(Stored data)
*****
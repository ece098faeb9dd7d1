//! 审计列表
//!
//! 扫描 `banned:` / `strikes:` / `ratelimit:` 三个命名空间，解码、按过期时间
//! 排序后生成报告。只读，不加锁，得到的是某一时刻的（可能稍旧的）视图。

use std::collections::HashMap;
use std::io::{self, Write};
use std::sync::Arc;

use futures::TryStreamExt;
use tracing::{debug, info};
use warden_errors::AppResult;
use warden_ports::{CacheStore, KeyPattern, RawCacheEntry};

use crate::domain::{AuditEntry, AuditEntryView, EntryKind};

/// 没有任何条目时输出的唯一一行
pub const NO_ACTIVE_ENTRIES: &str = "(no active entries)";

/// 列表选项
#[derive(Debug, Clone, Copy, Default)]
pub struct ListOptions {
    /// 同时展示已逻辑过期但尚未清理的条目
    pub include_expired: bool,
}

/// 审计报告
#[derive(Debug, Clone, Default)]
pub struct AuditReport {
    pub entries: Vec<AuditEntry>,
    /// 因已过期而被略过的条目数
    pub expired_skipped: usize,
}

impl AuditReport {
    pub fn is_empty(&self) -> bool {
        self.entries.is_empty()
    }

    /// 文本格式：每条一行，空报告只有一行占位符
    pub fn render_text<W: Write>(&self, out: &mut W) -> io::Result<()> {
        if self.entries.is_empty() {
            return writeln!(out, "{}", NO_ACTIVE_ENTRIES);
        }
        for entry in &self.entries {
            writeln!(out, "{}", entry.render_line())?;
        }
        Ok(())
    }

    /// JSON 格式：对象数组，空报告为 `[]`
    pub fn render_json<W: Write>(&self, out: &mut W) -> io::Result<()> {
        let views: Vec<AuditEntryView<'_>> = self.entries.iter().map(AuditEntry::view).collect();
        serde_json::to_writer_pretty(&mut *out, &views)?;
        writeln!(out)
    }
}

/// 审计列表服务
pub struct AuditLister {
    store: Arc<dyn CacheStore>,
}

impl AuditLister {
    pub fn new(store: Arc<dyn CacheStore>) -> Self {
        Self { store }
    }

    /// 列出当前仍有效的条目
    pub async fn list_active(&self) -> AppResult<AuditReport> {
        self.list(ListOptions::default()).await
    }

    pub async fn list(&self, options: ListOptions) -> AppResult<AuditReport> {
        self.list_at(chrono::Utc::now().timestamp(), options).await
    }

    /// 以 `now`（Unix 秒）为基准判断过期
    pub async fn list_at(&self, now: i64, options: ListOptions) -> AppResult<AuditReport> {
        let raw = self.scan_audited().await?;
        let decoder = self.store.decoder();

        let mut expired_skipped = 0;
        let mut entries: Vec<AuditEntry> = raw
            .into_values()
            .filter_map(|raw| {
                if raw.is_expired_at(now) && !options.include_expired {
                    expired_skipped += 1;
                    return None;
                }
                Some(AuditEntry::from_raw(raw, decoder, now))
            })
            .collect();

        entries.sort_by(|a, b| {
            a.sort_key()
                .cmp(&b.sort_key())
                .then_with(|| a.key.cmp(&b.key))
        });

        metrics::gauge!("ban_admin_entries_listed").set(entries.len() as f64);
        info!(
            entries = entries.len(),
            expired_skipped, "Listed ban cache entries"
        );

        Ok(AuditReport {
            entries,
            expired_skipped,
        })
    }

    /// 三个前缀各扫一次，按键去重
    async fn scan_audited(&self) -> AppResult<HashMap<String, RawCacheEntry>> {
        let mut seen = HashMap::new();

        for kind in EntryKind::AUDITED {
            let Some(namespace) = kind.namespace() else {
                continue;
            };
            let pattern = KeyPattern::prefix(format!("{}:", namespace));
            let mut stream = self.store.scan(&pattern).await?;
            let mut scanned = 0usize;
            while let Some(entry) = stream.try_next().await? {
                scanned += 1;
                seen.entry(entry.key.clone()).or_insert(entry);
            }
            debug!(pattern = %pattern, scanned, "Scanned namespace");
        }

        Ok(seen)
    }
}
*****
*Work required*: In how many lines above does the word "seen" appear? Answer with only the number.

*Reply*: 3